In Roman art, Luna attributes are the crescent moon plus the two-yoke chariot (biga). In the Carmen Saeculare, performed in 17 BC, Horace invokes her as the "two-horned queen of the stars" (siderum regina bicornis), bidding her to listen to the girls singing as Apollo listens to the boys.[3]

Varro categorized Luna and Sol among the visible gods, as distinguished from invisible gods such as Neptune, and deified mortals such as Hercules.[4] She was one of the deities Macrobius proposed as the secret tutelary of Rome.[5] In Imperial cult, Sol and Luna can represent the extent of Roman rule over the world, with the aim of guaranteeing peace.[6]

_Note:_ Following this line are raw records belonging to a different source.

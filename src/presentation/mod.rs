// Presentation layer - HTTP surface
pub mod app_state;
pub mod handlers;
// Infrastructure layer - External dependencies and adapters
pub mod config;
pub mod dataset_source;
pub mod http_response;
pub mod svg_writer;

Luna's Greek counterpart was Selene. In Roman art and literature, myths of Selene are adapted under the name of Luna. The myth of Endymion, for instance, was a popular subject for Roman wall painting.[7]

Cult and temples

Mithraic altar to Luna (2nd/3rd century)

Varro lists Luna among twelve deities who are vital to agriculture,[8] as does Vergil in a different list of twelve, in which he refers to Luna and Sol as clarissima mundi lumina, the world's clearest sources of light.[9] Varro also lists Luna among twenty principal gods of Rome (di selecti).[10] In this list, Luna is distinguished from both Diana and Juno, who also appear on it.

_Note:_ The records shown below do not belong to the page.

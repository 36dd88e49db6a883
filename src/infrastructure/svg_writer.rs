// SVG and HTML serialisation of the heatmap render model
use crate::domain::heatmap::{
    Axis, AxisOrient, Heatmap, LEGEND_SWATCH_HEIGHT, LEGEND_SWATCH_WIDTH, Legend,
};
use crate::domain::tooltip::{POINTER_OFFSET, TooltipContent, TooltipState};
use std::fmt::{self, Write};

const LABEL_STYLE: &str = "font-size: 12px; fill: #666;";

/// Standalone SVG document for the chart.
pub fn render_svg(heatmap: &Heatmap) -> Result<String, fmt::Error> {
    let mut out = String::new();
    write_svg(&mut out, heatmap)?;
    Ok(out)
}

fn write_svg(out: &mut String, heatmap: &Heatmap) -> fmt::Result {
    writeln!(
        out,
        r#"<svg xmlns="http://www.w3.org/2000/svg" width="{}" height="{}">"#,
        heatmap.width, heatmap.height
    )?;

    for cell in &heatmap.cells {
        writeln!(
            out,
            r#"  <rect class="cell" x="{}" y="{}" width="{}" height="{}" data-month="{}" data-year="{}" data-temp="{}" fill="{}"></rect>"#,
            cell.x,
            cell.y,
            cell.width,
            cell.height,
            cell.month.number(),
            cell.year,
            cell.temperature,
            cell.fill
        )?;
    }

    write_axis(out, &heatmap.x_axis)?;
    write_axis(out, &heatmap.y_axis)?;

    for title in &heatmap.titles {
        let transform = title
            .rotate
            .map(|degrees| format!(r#" transform="rotate({})""#, degrees))
            .unwrap_or_default();
        writeln!(
            out,
            r#"  <text{} x="{}" y="{}" text-anchor="middle" style="{}">{}</text>"#,
            transform, title.x, title.y, LABEL_STYLE, title.text
        )?;
    }

    write_legend(out, &heatmap.legend)?;
    writeln!(out, "</svg>")
}

fn write_axis(out: &mut String, axis: &Axis) -> fmt::Result {
    let anchor = match axis.orient {
        AxisOrient::Bottom => "middle",
        AxisOrient::Left => "end",
    };
    writeln!(
        out,
        r#"  <g id="{}" transform="translate({},{})" fill="none" font-size="10" font-family="sans-serif" text-anchor="{}">"#,
        axis.id, axis.translate.0, axis.translate.1, anchor
    )?;
    writeln!(
        out,
        r#"    <path class="domain" stroke="currentColor" d="{}"></path>"#,
        axis.domain_path()
    )?;

    for tick in &axis.ticks {
        match axis.orient {
            AxisOrient::Bottom => writeln!(
                out,
                r#"    <g class="tick" opacity="1" transform="translate({},0)"><line stroke="currentColor" y2="{}"></line><text fill="currentColor" y="{}" dy="0.71em">{}</text></g>"#,
                tick.position,
                axis.tick_size(),
                axis.label_offset(),
                tick.label
            )?,
            AxisOrient::Left => writeln!(
                out,
                r#"    <g class="tick" opacity="1" transform="translate(0,{})"><line stroke="currentColor" x2="{}"></line><text fill="currentColor" x="{}" dy="0.32em">{}</text></g>"#,
                tick.position,
                -axis.tick_size(),
                -axis.label_offset(),
                tick.label
            )?,
        }
    }

    writeln!(out, "  </g>")
}

fn write_legend(out: &mut String, legend: &Legend) -> fmt::Result {
    writeln!(
        out,
        r#"  <g id="legend" transform="translate({},{})">"#,
        legend.translate.0, legend.translate.1
    )?;
    for (i, entry) in legend.entries.iter().enumerate() {
        let (label_x, label_y) = Legend::label_position(i);
        writeln!(
            out,
            r#"    <rect x="{}" y="0" width="{}" height="{}" fill="{}"></rect>"#,
            Legend::swatch_x(i),
            LEGEND_SWATCH_WIDTH,
            LEGEND_SWATCH_HEIGHT,
            entry.fill
        )?;
        writeln!(
            out,
            r#"    <text x="{}" y="{}" text-anchor="middle" style="{}">{}</text>"#,
            label_x,
            label_y,
            LABEL_STYLE,
            entry.label()
        )?;
    }
    writeln!(out, "  </g>")
}

/// Tooltip element in the given state.
pub fn render_tooltip(state: &TooltipState) -> String {
    match state {
        TooltipState::Hidden => {
            r#"<div id="tooltip" style="visibility: hidden;"></div>"#.to_string()
        }
        TooltipState::Visible { content, left, top } => format!(
            r#"<div id="tooltip" data-year="{}" style="visibility: visible; left: {}px; top: {}px;">{}</div>"#,
            content.year,
            left,
            top,
            content.lines().join("<br>")
        ),
    }
}

/// Full page: heading, tooltip and chart. Without a heatmap the chart is simply absent.
///
/// `fallback_baseline` is only shown when there is no heatmap; otherwise the
/// baseline the chart was built with is used.
pub fn render_page(
    heatmap: Option<&Heatmap>,
    fallback_baseline: f64,
) -> Result<String, fmt::Error> {
    let (description, chart, tooltips) = match heatmap {
        Some(heatmap) => (
            format!(
                "{} - {}: base temperature {}°C",
                heatmap.years.min, heatmap.years.max, heatmap.baseline
            ),
            render_svg(heatmap)?,
            tooltip_lines(heatmap),
        ),
        None => (
            format!("base temperature {}°C", fallback_baseline),
            String::new(),
            Vec::new(),
        ),
    };

    // tooltips[i] belongs to the i-th rect.cell in document order
    let script_config = serde_json::json!({
        "tooltips": tooltips,
        "offset": { "x": POINTER_OFFSET.0, "y": POINTER_OFFSET.1 },
    });

    Ok(format!(
        r#"<!DOCTYPE html>
<html lang="en">
<head>
    <meta charset="UTF-8">
    <title>Monthly Global Land-Surface Temperature</title>
    <style>{css}</style>
</head>
<body>
    <h1 id="title">Monthly Global Land-Surface Temperature</h1>
    <p id="description">{description}</p>
    {tooltip}
{chart}
    <script>const HEATMAP = {config};
{js}</script>
</body>
</html>
"#,
        css = PAGE_CSS,
        description = description,
        tooltip = render_tooltip(&TooltipState::default()),
        chart = chart,
        config = script_config,
        js = TOOLTIP_SCRIPT,
    ))
}

fn tooltip_lines(heatmap: &Heatmap) -> Vec<[String; 3]> {
    heatmap
        .cells
        .iter()
        .map(|cell| TooltipContent::from_cell(cell).lines())
        .collect()
}

const PAGE_CSS: &str = r#"
body { font-family: sans-serif; margin: 20px; }
#title, #description { text-align: center; }
#tooltip {
    position: absolute;
    padding: 6px 10px;
    background: rgba(30, 30, 30, 0.85);
    color: #fff;
    border-radius: 4px;
    font-size: 12px;
    pointer-events: none;
}
"#;

// Mirrors TooltipState: hover replaces content, exit hides.
const TOOLTIP_SCRIPT: &str = r#"
const tooltip = document.getElementById("tooltip");
document.querySelectorAll("rect.cell").forEach((cell, index) => {
    cell.addEventListener("mouseover", (event) => {
        tooltip.innerHTML = HEATMAP.tooltips[index].join("<br>");
        tooltip.setAttribute("data-year", cell.getAttribute("data-year"));
        tooltip.style.left = (event.pageX + HEATMAP.offset.x) + "px";
        tooltip.style.top = (event.pageY + HEATMAP.offset.y) + "px";
        tooltip.style.visibility = "visible";
    });
    cell.addEventListener("mouseout", () => {
        tooltip.style.visibility = "hidden";
    });
});
"#;
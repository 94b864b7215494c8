//! Polling fallback.
//!
//! Once a subscription's consecutive stream failures reach the threshold it
//! stops opening the stream and instead fetches each topic's REST
//! [`PollTarget`] immediately, then on every polling interval. Fetch failures
//! are swallowed and retried on the next tick. Results are written through
//! the same cache contract as pushed events, so readers cannot tell the two
//! sources apart.

use std::sync::Arc;

use futures_util::future::{self, BoxFuture};
use serde_json::Value;
use url::Url;

use crate::error::Result;

/// Performs one REST fetch. Implemented by [`FeedClient`](crate::client::FeedClient)
/// and test fakes.
pub trait PollSource: Send + Sync + 'static {
    /// `GET url` and decode the JSON body.
    fn fetch(&self, url: Url) -> BoxFuture<'static, Result<Value>>;
}

/// One REST resource polled for one topic.
#[derive(Debug, Clone, PartialEq, Eq)]
pub struct PollTarget {
    /// Topic the fetched payload is written to.
    pub topic: String,
    /// Absolute URL to fetch.
    pub url: Url,
}

/// Outcome of one fetch in a poll round.
pub(crate) type PollOutcome = (String, Result<Value>);

/// Fetch every target concurrently.
pub(crate) async fn poll_round(
    source: Arc<dyn PollSource>,
    targets: Vec<PollTarget>,
) -> Vec<PollOutcome> {
    let fetches = targets.into_iter().map(|PollTarget { topic, url }| {
        let fetch = source.fetch(url);
        async move { (topic, fetch.await) }
    });
    future::join_all(fetches).await
}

The Romans dated the cultivation of Luna as a goddess at Rome to the semi-legendary days of the kings. Titus Tatius was supposed to have imported the cult of Luna to Rome from the Sabines,[11] but Servius Tullius was credited with the creation of the Temple of Luna on the Aventine Hill, just below a temple of Diana.[12] The anniversary of the temple founding (dies natalis) was celebrated annually on March 31.[13] It first appears in Roman literature in the story of how in 182 BC a windstorm of exceptional power blew off its doors, which crashed into the Temple of Ceres below it on the slope.[14] In 84 BC, it was struck by lightning, the same day the popularist leader Cinna was murdered by his troops.[15] The Aventine temple may have been destroyed by the Great Fire of Rome during the reign of Nero.[16]

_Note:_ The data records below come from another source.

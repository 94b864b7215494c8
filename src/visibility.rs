//! Visibility-driven suspend/resume.
//!
//! A [`VisibilityController`] is the application's single source of truth for
//! whether the view is visible (the browser's `visibilitychange`, a desktop
//! window being minimised, a mobile app moving to the background). Every
//! subscription holds a [`watch::Receiver`] of it:
//!
//! - **Hidden**: the subscription closes its transport, cancels its retry
//!   timer, polling interval and in-flight fetch, and goes `Disconnected`.
//!   Nothing is scheduled while hidden.
//! - **Visible**: the attempt counter resets and a fresh stream open is
//!   attempted, even if the subscription had fallen back to polling.

use std::sync::Arc;

use serde::{Deserialize, Serialize};
use tokio::sync::watch;

/// Visibility of the consuming view.
#[derive(Debug, Clone, Copy, PartialEq, Eq, Hash, Serialize, Deserialize, Default)]
#[serde(rename_all = "lowercase")]
pub enum Visibility {
    /// Foreground; subscriptions run.
    #[default]
    Visible,
    /// Background; subscriptions are fully dormant.
    Hidden,
}

/// Cloneable handle publishing [`Visibility`] transitions.
#[derive(Debug, Clone)]
pub struct VisibilityController {
    tx: Arc<watch::Sender<Visibility>>,
}

impl Default for VisibilityController {
    fn default() -> Self {
        Self::new(Visibility::Visible)
    }
}

impl VisibilityController {
    /// A controller starting in `initial`.
    pub fn new(initial: Visibility) -> Self {
        let (tx, _) = watch::channel(initial);
        Self { tx: Arc::new(tx) }
    }

    /// Publish a transition. Setting the current value again is a no-op.
    /// Returns whether the value changed.
    pub fn set(&self, visibility: Visibility) -> bool {
        let changed = self.tx.send_if_modified(|current| {
            if *current == visibility {
                false
            } else {
                *current = visibility;
                true
            }
        });
        if changed {
            tracing::debug!(?visibility, "visibility changed");
        }
        changed
    }

    /// Shorthand for `set(Visibility::Hidden)`.
    pub fn hide(&self) -> bool {
        self.set(Visibility::Hidden)
    }

    /// Shorthand for `set(Visibility::Visible)`.
    pub fn show(&self) -> bool {
        self.set(Visibility::Visible)
    }

    /// Current visibility.
    pub fn current(&self) -> Visibility {
        *self.tx.borrow()
    }

    /// Whether the view is hidden.
    pub fn is_hidden(&self) -> bool {
        self.current() == Visibility::Hidden
    }

    /// Receiver handed to subscriptions.
    pub fn subscribe(&self) -> watch::Receiver<Visibility> {
        self.tx.subscribe()
    }
}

As Noctiluna ("Night-Shiner") Luna had a temple on the Palatine Hill, which Varro described as shining or glowing by night. Nothing else is known about the temple, and it is unclear what Varro meant.[17]

Juno as Moon goddess

The Kalends of every month, when according to the lunar calendar the new moon occurred, was sacred to Juno, as all Ides were to Jupiter.[18] On the Nones, she was honored as Juno Covella, Juno of the crescent moon.[19] Both Juno and Diana were invoked as childbirth goddesses with the epithet Lucina.[20]

Chariot of the Moon

Luna is often depicted driving a two-yoke chariot called a biga, drawn by horses or oxen. In Roman art, the charioteer Luna is regularly paired with the Sun driving a four-horse chariot (quadriga).

Isidore of Seville explains that the quadriga represents the sun's course through the four seasons, while the biga represents the Moon, "because it travels on a twin course with the sun, or because it is visible both by day and by night—for they yoke together one black horse and one white."[21]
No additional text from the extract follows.